Pero ocurre que no siempre disponemos de ese lapso de tiempo providencial de modo que no queda otra que rascarse el bolsillo y acudir a un profesional, opción A. Hay empresas y consultores de guion que, por un módico precio, lo leerán y redactarán un prolijo informe en el que nos darán su opinión y nos indicarán la mejor forma de mejorarlo. Algunas veces estaremos de acuerdo en todo o en parte con sus dictámenes, otras no. Pero, aceptemos o no todas las correcciones propuestas, el análisis nos servirá para hacernos reflexionar y atacar la segunda versión con ideas más claras y frescas. Si no disponemos de recursos económicos suficientes para sufragar este encargo, lo mejor sería darlo a leer a algún amigo, siempre y cuando el amigo sea algún profesional del medio o al menos una persona cultivada, cinéfila y acostumbrada a ver o leer cine.

Si, por fin, no disponemos de tiempo ni dinero (ni tenemos amigos fiables habituados a leer guiones u obras dramáticas), no nos queda más remedio que analizarlo nosotros mismos, opción C. Para ello, sería muy valioso comprobar si nuestra historia cumple las leyes básicas del guion.

Algunas leyes del guion.

En lo que se refiere a leyes, dice un viejo refrán que “hecha la ley, hecha la trampa”. Escribiendo guiones también podemos saltarnos las leyes a nuestro antojo, pero ello no exime de conocerlas. Os expondré a continuación, muy sucintamente, varias de las leyes o reglas que deberíais tener siempre presentes a la hora de leer vuestro guion, aunque solo sea para después poder saltároslas alegremente. Entre otras muchas cosas:

La coherencia, es decir, armonía entre el estilo, el tema, el género, el tono, etc.
 La consistencia o lógica de las acciones, evitando contradicciones.
La verosimilitud del drama, que ya aparecía claramente instituida por primera vez en la “Poética”: «Es preciso en los caracteres, al igual que en la  trama de las cosas, buscar siempre o lo necesario o lo verosímil, de manera que resulte o necesario o verosímil el que el personaje de tal carácter haga o diga tales o cuales cosas, y el que tras esto venga estotro. Es preferible imposibilidad verosímil a posibilidad increíble, y no se han de componer argumentos o tramas con partes inexplicables o inexplicadas».

El  crecimiento de los protagonistas que les hace cambiar y desarrollarse a lo largo de la historia.

Las transiciones o situaciones de reposo (o respiro) de la acción.

La motivación, es decir, que la acción no sobrevenga sin razón (porque sí), sino que siempre esté justificada.

La autonomía de los personajes como sujetos que hagan avanzar la acción y sean origen de sus decisiones y discursos (no dejar nada a la casualidad).

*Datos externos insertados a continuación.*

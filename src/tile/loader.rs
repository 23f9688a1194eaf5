//! Background tile loading.
//!
//! [`TileLoader::load_missing`] starts a producer task that reads and decodes
//! every requested tile not already resident in the cache, and returns the
//! receiving end of a channel of [`LoadEvent`]s. The batch is finished when
//! the channel closes.
//!
//! - Reading goes through the [`AssetSource`]; decoding runs on the blocking
//!   pool, never on the task that consumes the channel.
//! - Up to `max_concurrent` tiles are in flight at once. Events are sent in
//!   completion order, which need not match request order.
//! - A tile that fails to load is reported as [`LoadEvent::Failed`] and does
//!   not affect its siblings.

use std::sync::Arc;

use tokio::sync::mpsc;
use tokio::task::JoinSet;
use tracing::{debug, warn};

use crate::asset::{AssetSource, DecodedTile, ImageTileDecoder, TileDecoder};
use crate::error::AssetError;
use crate::zoom::ZoomConfigurationSet;

use super::{TileCache, TileCoord};

/// Default number of tiles decoded concurrently per batch.
pub const DEFAULT_MAX_CONCURRENT_DECODES: usize = 4;

/// Channel buffer per batch.
const EVENT_BUFFER: usize = 32;

/// Outcome for one tile of a batch.
#[derive(Debug)]
pub enum LoadEvent {
    /// The tile was read and decoded
    Loaded {
        coord: TileCoord,
        tile: Arc<DecodedTile>,
    },

    /// The tile could not be read or decoded; it stays absent
    Failed { coord: TileCoord, error: AssetError },
}

impl LoadEvent {
    pub fn coord(&self) -> TileCoord {
        match self {
            LoadEvent::Loaded { coord, .. } | LoadEvent::Failed { coord, .. } => *coord,
        }
    }
}

/// Reads and decodes tiles off the consumer's thread.
///
/// # Type Parameters
///
/// * `A` - Where tile bytes come from
/// * `D` - How tile bytes become pixels
pub struct TileLoader<A: AssetSource, D: TileDecoder = ImageTileDecoder> {
    source: Arc<A>,
    decoder: Arc<D>,
    max_concurrent: usize,
}

impl<A: AssetSource> TileLoader<A> {
    /// Create a loader using the `image`-backed decoder.
    pub fn new(source: A) -> Self {
        Self::with_decoder(source, ImageTileDecoder::new())
    }
}

impl<A: AssetSource, D: TileDecoder> TileLoader<A, D> {
    pub fn with_decoder(source: A, decoder: D) -> Self {
        Self {
            source: Arc::new(source),
            decoder: Arc::new(decoder),
            max_concurrent: DEFAULT_MAX_CONCURRENT_DECODES,
        }
    }

    /// Set the number of tiles decoded concurrently (minimum 1).
    pub fn with_max_concurrent(mut self, max_concurrent: usize) -> Self {
        self.max_concurrent = max_concurrent.max(1);
        self
    }

    pub fn source(&self) -> &Arc<A> {
        &self.source
    }

    pub fn max_concurrent(&self) -> usize {
        self.max_concurrent
    }

    /// Load every tile in `coords` that is not live in `cache`.
    ///
    /// Must be called from within a Tokio runtime. The returned receiver
    /// yields one event per tile actually loaded; it closes when the batch is
    /// done. Dropping the receiver stops the batch after the tiles already in
    /// flight.
    pub fn load_missing(
        &self,
        coords: Vec<TileCoord>,
        config: Arc<ZoomConfigurationSet>,
        cache: Arc<TileCache>,
    ) -> mpsc::Receiver<LoadEvent> {
        let (tx, rx) = mpsc::channel(EVENT_BUFFER);
        let source = Arc::clone(&self.source);
        let decoder = Arc::clone(&self.decoder);
        let max_concurrent = self.max_concurrent;

        tokio::spawn(async move {
            let mut in_flight = JoinSet::new();
            let mut pending = coords.into_iter();

            loop {
                while in_flight.len() < max_concurrent {
                    let Some(coord) = pending.next() else { break };
                    if cache.contains(coord).await {
                        continue;
                    }

                    let path = config.tile_path(coord);
                    let source = Arc::clone(&source);
                    let decoder = Arc::clone(&decoder);
                    in_flight.spawn(async move {
                        match load_tile(source.as_ref(), decoder, path).await {
                            Ok(tile) => LoadEvent::Loaded {
                                coord,
                                tile: Arc::new(tile),
                            },
                            Err(error) => LoadEvent::Failed { coord, error },
                        }
                    });
                }

                let Some(joined) = in_flight.join_next().await else {
                    break;
                };
                let event = match joined {
                    Ok(event) => event,
                    Err(e) => {
                        warn!("tile load task failed: {}", e);
                        continue;
                    }
                };

                match &event {
                    LoadEvent::Loaded { coord, tile } => {
                        debug!(tile = %coord, width = tile.width(), height = tile.height(), "tile decoded");
                    }
                    LoadEvent::Failed { coord, error } => {
                        warn!(tile = %coord, "skipping tile: {}", error);
                    }
                }

                if tx.send(event).await.is_err() {
                    debug!("tile consumer went away, abandoning batch");
                    in_flight.detach_all();
                    return;
                }
            }
        });

        rx
    }
}

/// Read one asset and decode it on the blocking pool.
async fn load_tile<A: AssetSource, D: TileDecoder>(
    source: &A,
    decoder: Arc<D>,
    path: String,
) -> Result<DecodedTile, AssetError> {
    let bytes = source.open_for_read(&path).await?;

    let task_path = path.clone();
    tokio::task::spawn_blocking(move || decoder.decode(&task_path, &bytes))
        .await
        .map_err(|e| AssetError::Decode {
            path,
            message: format!("decode task failed: {e}"),
        })?
}
//! Zoom level transition tests.

use super::test_utils::*;

use std::time::Duration;
use tile_viewer::geometry::{Point, Size};
use tile_viewer::viewer::{
    DisplaySurface, HeadlessSurface, NodeContent, TiledViewer, TouchAction, TouchEvent, TouchPoint,
    ViewerSettings,
};
use tile_viewer::zoom::{ZoomLevel, ZoomStateMachine};

fn pinch(action: TouchAction, separation: f32) -> TouchEvent {
    TouchEvent::new(
        action,
        vec![
            TouchPoint::new(100.0, 100.0),
            TouchPoint::new(100.0 + separation, 100.0),
        ],
    )
}

#[tokio::test]
async fn test_zoom_up_preserves_proportional_scroll() {
    let (mut viewer, _source) = create_tiger_viewer().await;
    let observer = RecordingObserver::default();
    viewer.set_observer(observer.clone());

    viewer.on_size_changed();
    viewer.drain_loads().await;
    viewer.surface_mut().scroll_to(Point::new(200, 150));

    assert!(viewer.zoom_up().await);

    assert_eq!(viewer.current_zoom_level(), ZoomLevel::Level1);
    assert_eq!(viewer.surface().content_size(), Size::new(1600, 1200));
    assert_eq!(viewer.surface().scroll_offset(), Point::new(400, 300));
    assert_eq!(observer.levels(), vec![ZoomLevel::Level1]);
}

#[tokio::test]
async fn test_zoom_round_trip_returns_to_same_scroll() {
    let (mut viewer, _source) = create_tiger_viewer().await;

    viewer.surface_mut().scroll_to(Point::new(120, 90));
    viewer.zoom_up().await;
    assert_eq!(viewer.surface().scroll_offset(), Point::new(240, 180));

    viewer.zoom_down().await;
    assert_eq!(viewer.current_zoom_level(), ZoomLevel::Default);
    assert_eq!(viewer.surface().scroll_offset(), Point::new(120, 90));
}

#[tokio::test]
async fn test_zoom_replaces_every_tile() {
    let (mut viewer, source) = create_tiger_viewer().await;

    viewer.on_size_changed();
    viewer.drain_loads().await;
    source.reset_tracking().await;

    viewer.zoom_up().await;
    // The old container is gone before any new tile arrives
    assert_eq!(viewer.surface().node_count(), 0);
    assert!(viewer.cache().is_empty().await);

    viewer.drain_loads().await;

    let requests = source.get_requests().await;
    assert_eq!(requests.len(), 20);
    assert!(requests.iter().all(|path| path.starts_with("tiger1600/")));

    for (coord, _) in viewer.surface().tiles() {
        let node = viewer.surface().tile_node(coord).unwrap();
        let NodeContent::Tile { tile, .. } = &viewer.surface().node(node).unwrap().content else {
            panic!("tile node expected");
        };
        assert_eq!(tile.image().to_rgb8().get_pixel(0, 0).0, LEVEL1_COLOR);
    }
}

#[tokio::test]
async fn test_late_tiles_from_previous_level_are_dropped() {
    let (mut viewer, _source) = create_tiger_viewer().await;

    // Zoom while the first pass is still in flight
    viewer.on_size_changed();
    viewer.zoom_up().await;
    viewer.drain_loads().await;

    assert!(viewer.stats().stale_dropped > 0);
    assert_eq!(viewer.surface().tiles().len(), 20);
    assert_eq!(viewer.stats().tiles_attached, 20);
}

#[tokio::test]
async fn test_cleanup_runs_after_slow_pass_from_previous_level() {
    let tracking = TrackingAssetSource::new();
    tracking.populate(&tiger_default(), DEFAULT_COLOR).await;
    tracking.populate(&tiger_level1(), LEVEL1_COLOR).await;
    let source = SlowAssetSource::new(tracking, "tiger800/", Duration::from_millis(300));

    let mut zoom = ZoomStateMachine::new(tiger_default());
    zoom.add_configuration_set(ZoomLevel::Level1, tiger_level1());
    let settings = ViewerSettings::default().with_cleanup_delay(Duration::from_millis(20));
    let surface = HeadlessSurface::new(Size::new(400, 300));
    let mut viewer = TiledViewer::with_settings(surface, source, zoom, settings);

    // The default-level pass is still reading when the level 1 pass and its
    // cleanup timer complete
    viewer.on_size_changed();
    viewer.zoom_up().await;
    viewer.settle().await;

    assert!(viewer.is_idle());
    assert_eq!(viewer.stats().stale_dropped, 20);
    assert_eq!(viewer.stats().cleanup_passes, 1);
    assert_eq!(viewer.surface().tiles().len(), 12);
}

#[tokio::test]
async fn test_zoom_limits() {
    let (mut viewer, _source) = create_tiger_viewer().await;

    assert!(viewer.can_zoom_further_up());
    assert!(!viewer.can_zoom_further_down());
    assert!(!viewer.zoom_down().await);

    viewer.zoom_up().await;
    assert!(!viewer.can_zoom_further_up());
    assert!(viewer.can_zoom_further_down());
    assert!(!viewer.zoom_up().await);
    assert_eq!(viewer.current_zoom_level(), ZoomLevel::Level1);
}

#[tokio::test]
async fn test_unbound_level_is_noop() {
    let (mut viewer, _source) = create_tiger_viewer().await;
    let observer = RecordingObserver::default();
    viewer.set_observer(observer.clone());

    assert!(!viewer.change_zoom_level(ZoomLevel::Level3).await);
    assert!(!viewer.change_zoom_level(ZoomLevel::Default).await);

    assert_eq!(viewer.current_zoom_level(), ZoomLevel::Default);
    assert!(observer.levels().is_empty());
    assert_eq!(viewer.stats().fill_passes, 0);
}

#[tokio::test]
async fn test_configuration_added_later_enables_zoom() {
    let source = TrackingAssetSource::new();
    source.populate(&tiger_default(), DEFAULT_COLOR).await;
    source.populate(&tiger_level1(), LEVEL1_COLOR).await;

    let surface = HeadlessSurface::new(Size::new(400, 300));
    let mut viewer = TiledViewer::new(surface, source, tiger_default());
    assert!(!viewer.can_zoom_further_up());

    viewer.add_configuration_set(ZoomLevel::Level1, tiger_level1());
    assert!(viewer.can_zoom_further_up());
    assert!(viewer.zoom_up().await);
}

#[tokio::test]
async fn test_markers_survive_zoom() {
    let (mut viewer, _source) = create_tiger_viewer().await;
    viewer.add_marker(300, 200, "eye");

    viewer.on_size_changed();
    viewer.drain_loads().await;
    viewer.zoom_up().await;
    viewer.drain_loads().await;

    assert_eq!(viewer.markers().len(), 1);
    let markers = viewer.surface().markers();
    assert_eq!(markers.len(), 1);
    assert_eq!(markers[0].1.origin(), Point::new(284, 184));
}

#[tokio::test]
async fn test_pinch_gesture_steps_levels() {
    let (mut viewer, _source) = create_tiger_viewer().await;
    let observer = RecordingObserver::default();
    viewer.set_observer(observer.clone());

    assert!(viewer.on_touch_event(&pinch(TouchAction::PointerDown, 100.0)).await);
    assert!(viewer.on_touch_event(&pinch(TouchAction::Move, 150.0)).await);
    assert_eq!(viewer.current_zoom_level(), ZoomLevel::Default);

    assert!(viewer.on_touch_event(&pinch(TouchAction::Move, 190.0)).await);
    assert_eq!(viewer.current_zoom_level(), ZoomLevel::Level1);

    // Pinch ends; the remaining finger must not scroll
    assert!(viewer.on_touch_event(&pinch(TouchAction::PointerUp, 190.0)).await);
    let last = TouchEvent::new(TouchAction::Move, vec![TouchPoint::new(120.0, 140.0)]);
    assert!(viewer.on_touch_event(&last).await);
    let lift = TouchEvent::new(TouchAction::Up, vec![TouchPoint::new(120.0, 140.0)]);
    assert!(viewer.on_touch_event(&lift).await);

    let scroll = TouchEvent::new(TouchAction::Down, vec![TouchPoint::new(10.0, 10.0)]);
    assert!(!viewer.on_touch_event(&scroll).await);

    assert_eq!(observer.levels(), vec![ZoomLevel::Level1]);
}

La orquestación y contraste en la acciones y diseño de personajes (opuestos), evitando la repetición y favoreciendo la correcta marcha de la trama.

El avance o progresión continua de la acción.

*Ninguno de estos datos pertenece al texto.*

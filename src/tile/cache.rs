//! Index of tiles currently attached to the display surface.
//!
//! The cache is a lookup index, not an owner. The display surface owns each
//! decoded tile through its node; the cache keeps a [`Weak`] reference next to
//! the node id and the tile's pixel bounds. A tile the surface has dropped is
//! therefore "resident but stale": its weak reference no longer upgrades, and
//! the next lookup treats it exactly like an absent key.
//!
//! # Bounded size
//!
//! Entries are kept in LRU order with a fixed maximum entry count. When an
//! insertion pushes out the least recently used entry, that entry is returned
//! to the caller so the matching node can be detached from the surface.
//!
//! # Thread Safety
//!
//! All operations take an internal async lock, so the background loader and
//! the UI-affine thread can share one cache through `Arc` without lost
//! updates.

use std::num::NonZeroUsize;
use std::sync::{Arc, Weak};

use lru::LruCache;
use tokio::sync::RwLock;
use tracing::debug;

use crate::asset::DecodedTile;
use crate::geometry::PixelRect;
use crate::viewer::NodeId;

use super::TileCoord;

/// Default maximum number of cached tiles.
pub const DEFAULT_TILE_CACHE_CAPACITY: usize = 1024;

// =============================================================================
// Tile Handle
// =============================================================================

/// Non-owning handle to a tile attached to the display surface.
#[derive(Debug, Clone)]
pub struct TileHandle {
    node: NodeId,
    bounds: PixelRect,
    tile: Weak<DecodedTile>,
}

impl TileHandle {
    /// Create a handle for a tile attached as `node` at `bounds`.
    pub fn new(node: NodeId, bounds: PixelRect, tile: &Arc<DecodedTile>) -> Self {
        Self {
            node,
            bounds,
            tile: Arc::downgrade(tile),
        }
    }

    /// Surface node displaying this tile.
    pub fn node(&self) -> NodeId {
        self.node
    }

    /// Pixel bounds of the tile in content space.
    pub fn bounds(&self) -> PixelRect {
        self.bounds
    }

    /// The decoded tile, if its owner still holds it.
    pub fn upgrade(&self) -> Option<Arc<DecodedTile>> {
        self.tile.upgrade()
    }

    /// Returns `true` while the decoded tile has not been reclaimed.
    pub fn is_live(&self) -> bool {
        self.tile.strong_count() > 0
    }
}

// =============================================================================
// Tile Cache
// =============================================================================

/// Concurrent LRU index from [`TileCoord`] to [`TileHandle`].
///
/// # Example
///
/// ```
/// use std::sync::Arc;
/// use tile_viewer::asset::DecodedTile;
/// use tile_viewer::geometry::PixelRect;
/// use tile_viewer::tile::{TileCache, TileCoord, TileHandle};
/// use tile_viewer::viewer::NodeId;
///
/// #[tokio::main]
/// async fn main() {
///     let cache = TileCache::new();
///     let tile = Arc::new(DecodedTile::blank(100, 100));
///     let coord = TileCoord::new(1, 2);
///
///     let handle = TileHandle::new(NodeId::new(7), PixelRect::new(100, 200, 100, 100), &tile);
///     cache.put(coord, handle).await;
///     assert!(cache.get(coord).await.is_some());
///
///     // Once the owner drops the tile, the entry reads as a miss
///     drop(tile);
///     assert!(cache.get(coord).await.is_none());
/// }
/// ```
pub struct TileCache {
    entries: RwLock<LruCache<TileCoord, TileHandle>>,
    capacity: NonZeroUsize,
}

impl TileCache {
    /// Create a cache with the default capacity.
    pub fn new() -> Self {
        Self::with_capacity(DEFAULT_TILE_CACHE_CAPACITY)
    }

    /// Create a cache holding at most `capacity` entries (minimum 1).
    pub fn with_capacity(capacity: usize) -> Self {
        let capacity = NonZeroUsize::new(capacity).unwrap_or(NonZeroUsize::MIN);
        Self {
            entries: RwLock::new(LruCache::new(capacity)),
            capacity,
        }
    }

    /// Look up a live tile.
    ///
    /// Returns `None` both when the key is absent and when the handle has been
    /// reclaimed; a reclaimed entry is removed on the way out. A hit marks the
    /// entry as recently used.
    pub async fn get(&self, coord: TileCoord) -> Option<TileHandle> {
        let mut entries = self.entries.write().await;
        match entries.get(&coord) {
            Some(handle) if handle.is_live() => Some(handle.clone()),
            Some(_) => {
                debug!(tile = %coord, "dropping reclaimed tile from cache");
                entries.pop(&coord);
                None
            }
            None => None,
        }
    }

    /// Returns `true` if a live tile is cached, without touching LRU order.
    pub async fn contains(&self, coord: TileCoord) -> bool {
        let entries = self.entries.read().await;
        entries.peek(&coord).is_some_and(TileHandle::is_live)
    }

    /// Insert or replace a tile.
    ///
    /// Returns the entry displaced by the insertion: the previous handle for
    /// `coord`, or the least recently used entry if the cache was full. The
    /// caller owns detaching the displaced node from the surface.
    pub async fn put(&self, coord: TileCoord, handle: TileHandle) -> Option<(TileCoord, TileHandle)> {
        let mut entries = self.entries.write().await;
        entries.push(coord, handle)
    }

    /// Remove a single entry.
    pub async fn remove(&self, coord: TileCoord) -> Option<TileHandle> {
        let mut entries = self.entries.write().await;
        entries.pop(&coord)
    }

    /// Remove every live entry for which `predicate(coord, handle, bounds)`
    /// returns `true`, and return them.
    ///
    /// Entries whose tile has already been reclaimed are removed silently and
    /// are not passed to the predicate.
    pub async fn evict_where<F>(&self, mut predicate: F) -> Vec<(TileCoord, TileHandle)>
    where
        F: FnMut(&TileCoord, &TileHandle, &PixelRect) -> bool,
    {
        let mut entries = self.entries.write().await;

        let mut doomed = Vec::new();
        let mut reclaimed = Vec::new();
        for (coord, handle) in entries.iter() {
            if !handle.is_live() {
                reclaimed.push(*coord);
            } else if predicate(coord, handle, &handle.bounds) {
                doomed.push(*coord);
            }
        }

        for coord in &reclaimed {
            entries.pop(coord);
        }
        if !reclaimed.is_empty() {
            debug!(count = reclaimed.len(), "dropped reclaimed tiles during eviction");
        }

        doomed
            .into_iter()
            .filter_map(|coord| entries.pop(&coord).map(|handle| (coord, handle)))
            .collect()
    }

    /// Remove all entries, returning them.
    pub async fn clear(&self) -> Vec<(TileCoord, TileHandle)> {
        let mut entries = self.entries.write().await;
        let mut drained = Vec::with_capacity(entries.len());
        while let Some(entry) = entries.pop_lru() {
            drained.push(entry);
        }
        drained
    }

    /// Number of entries, including any not yet found to be reclaimed.
    pub async fn len(&self) -> usize {
        self.entries.read().await.len()
    }

    pub async fn is_empty(&self) -> bool {
        self.entries.read().await.is_empty()
    }

    /// Maximum number of entries.
    pub fn capacity(&self) -> usize {
        self.capacity.get()
    }
}

impl Default for TileCache {
    fn default() -> Self {
        Self::new()
    }
}

// =============================================================================
// Tests
// =============================================================================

La tensión siempre presente, o sea, que el conflicto nunca desaparezca hasta la resolución final.

Os recomiendo aquí revisar también el cuarto peldaño, sobre “La estructura”, y comprobar además que todo casa y está en su sitio.

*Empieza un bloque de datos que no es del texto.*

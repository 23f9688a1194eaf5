//! Test utilities for integration tests.
//!
//! This module provides a tracking asset source, a recording observer, and
//! helpers for building PNG tile sets in memory.

use async_trait::async_trait;
use bytes::Bytes;
use image::{DynamicImage, ImageFormat, Rgb, RgbImage};
use std::collections::HashMap;
use std::io::Cursor;
use std::sync::atomic::{AtomicUsize, Ordering};
use std::sync::{Arc, Mutex};
use std::time::Duration;
use tokio::sync::RwLock;

use tile_viewer::asset::AssetSource;
use tile_viewer::error::AssetError;
use tile_viewer::geometry::Size;
use tile_viewer::tile::TileCoord;
use tile_viewer::viewer::{HeadlessSurface, Marker, TiledViewer, ViewerObserver, ViewerSettings};
use tile_viewer::zoom::{ZoomConfigurationSet, ZoomLevel, ZoomStateMachine};

pub const DEFAULT_COLOR: [u8; 3] = [230, 140, 40];
pub const LEVEL1_COLOR: [u8; 3] = [40, 90, 230];

// =============================================================================
// Tile Fixtures
// =============================================================================

/// Encode a solid-color PNG tile.
pub fn create_png_tile(width: u32, height: u32, color: [u8; 3]) -> Vec<u8> {
    let img = RgbImage::from_pixel(width, height, Rgb(color));
    let mut out = Cursor::new(Vec::new());
    DynamicImage::ImageRgb8(img)
        .write_to(&mut out, ImageFormat::Png)
        .expect("Failed to encode PNG tile");
    out.into_inner()
}

/// Bytes that no decoder accepts.
pub fn corrupt_tile() -> Vec<u8> {
    vec![0x89, b'P', b'N', b'G', 0, 0, 0, 0, 1, 2, 3]
}

/// The 800x600 default level of the tiger sample.
pub fn tiger_default() -> ZoomConfigurationSet {
    ZoomConfigurationSet::new("tiger800/crop_%col%_%row%.png", 100, 100, 800, 600).unwrap()
}

/// The 1600x1200 first zoom level of the tiger sample.
pub fn tiger_level1() -> ZoomConfigurationSet {
    ZoomConfigurationSet::new("tiger1600/crop_%col%_%row%.png", 100, 100, 1600, 1200).unwrap()
}

// =============================================================================
// Tracking Asset Source
// =============================================================================

/// An in-memory asset source that records every read.
///
/// Clones share assets and tracking, so tests can keep a handle after moving
/// one into a viewer.
#[derive(Clone, Default)]
pub struct TrackingAssetSource {
    assets: Arc<RwLock<HashMap<String, Bytes>>>,
    request_count: Arc<AtomicUsize>,
    requests: Arc<RwLock<Vec<String>>>,
}

impl TrackingAssetSource {
    pub fn new() -> Self {
        Self::default()
    }

    pub async fn insert(&self, path: impl Into<String>, data: impl Into<Bytes>) {
        self.assets.write().await.insert(path.into(), data.into());
    }

    /// Add every tile of a level, all in one color.
    pub async fn populate(&self, config: &ZoomConfigurationSet, color: [u8; 3]) {
        let tile = Bytes::from(create_png_tile(
            config.tile_width(),
            config.tile_height(),
            color,
        ));
        let (cols, rows) = config.grid_size();
        let mut assets = self.assets.write().await;
        for row in 0..rows {
            for col in 0..cols {
                assets.insert(config.tile_path(TileCoord::new(col, row)), tile.clone());
            }
        }
    }

    pub fn request_count(&self) -> usize {
        self.request_count.load(Ordering::SeqCst)
    }

    pub async fn get_requests(&self) -> Vec<String> {
        let mut requests = self.requests.read().await.clone();
        requests.sort();
        requests
    }

    pub async fn reset_tracking(&self) {
        self.request_count.store(0, Ordering::SeqCst);
        self.requests.write().await.clear();
    }
}

#[async_trait]
impl AssetSource for TrackingAssetSource {
    async fn open_for_read(&self, path: &str) -> Result<Bytes, AssetError> {
        self.request_count.fetch_add(1, Ordering::SeqCst);
        self.requests.write().await.push(path.to_string());

        self.assets
            .read()
            .await
            .get(path)
            .cloned()
            .ok_or_else(|| AssetError::NotFound(path.to_string()))
    }
}

/// Wraps a [`TrackingAssetSource`], delaying reads under one path prefix.
#[derive(Clone)]
pub struct SlowAssetSource {
    inner: TrackingAssetSource,
    prefix: String,
    delay: Duration,
}

impl SlowAssetSource {
    pub fn new(inner: TrackingAssetSource, prefix: impl Into<String>, delay: Duration) -> Self {
        Self {
            inner,
            prefix: prefix.into(),
            delay,
        }
    }
}

#[async_trait]
impl AssetSource for SlowAssetSource {
    async fn open_for_read(&self, path: &str) -> Result<Bytes, AssetError> {
        if path.starts_with(&self.prefix) {
            tokio::time::sleep(self.delay).await;
        }
        self.inner.open_for_read(path).await
    }
}

// =============================================================================
// Recording Observer
// =============================================================================

/// Observer that records every callback.
#[derive(Clone, Default)]
pub struct RecordingObserver {
    levels: Arc<Mutex<Vec<ZoomLevel>>>,
    clicks: Arc<Mutex<Vec<Marker>>>,
}

impl RecordingObserver {
    pub fn levels(&self) -> Vec<ZoomLevel> {
        self.levels.lock().unwrap().clone()
    }

    pub fn clicks(&self) -> Vec<Marker> {
        self.clicks.lock().unwrap().clone()
    }
}

impl ViewerObserver for RecordingObserver {
    fn zoom_level_changed(&mut self, level: ZoomLevel) {
        self.levels.lock().unwrap().push(level);
    }

    fn marker_clicked(&mut self, marker: &Marker) {
        self.clicks.lock().unwrap().push(marker.clone());
    }
}

// =============================================================================
// Viewer Setup
// =============================================================================

pub type TestViewer = TiledViewer<HeadlessSurface, TrackingAssetSource>;

/// A 400x300 viewer over the two-level tiger sample.
pub async fn create_tiger_viewer() -> (TestViewer, TrackingAssetSource) {
    create_tiger_viewer_with(ViewerSettings::default()).await
}

pub async fn create_tiger_viewer_with(settings: ViewerSettings) -> (TestViewer, TrackingAssetSource) {
    let source = TrackingAssetSource::new();
    source.populate(&tiger_default(), DEFAULT_COLOR).await;
    source.populate(&tiger_level1(), LEVEL1_COLOR).await;

    let mut zoom = ZoomStateMachine::new(tiger_default());
    zoom.add_configuration_set(ZoomLevel::Level1, tiger_level1());

    let surface = HeadlessSurface::new(Size::new(400, 300));
    let viewer = TiledViewer::with_settings(surface, source.clone(), zoom, settings);
    (viewer, source)
}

Corre la leyenda de que en algunos estudios de Hollywood sus ejecutivos (y cada vez más productores europeos) aplican lo que se ha dado en llamar la “Norma 20-10-10”. ¿Qué significa esto? Pues que, debido a la falta de tiempo, cuando un guion cae en sus zarpas lo leen en diagonal, examinando solo:

–       Las 20 primeras páginas (hasta el primer punto de giro).

–       Las 10 páginas del medio (5 antes y 5 después del punto medio).

–       Las 10 últimas páginas (desde el segundo punto de giro al final).

No sé si es una leyenda urbana más o tiene visos de realidad pero, por si acaso, cuidad mucho cómo empezáis, mediáis y acabáis vuestro guion, por lo que pudiera ser. El comienzo es excepcionalmente importante y debe enganchar hasta el punto de que estimule el resto de su lectura.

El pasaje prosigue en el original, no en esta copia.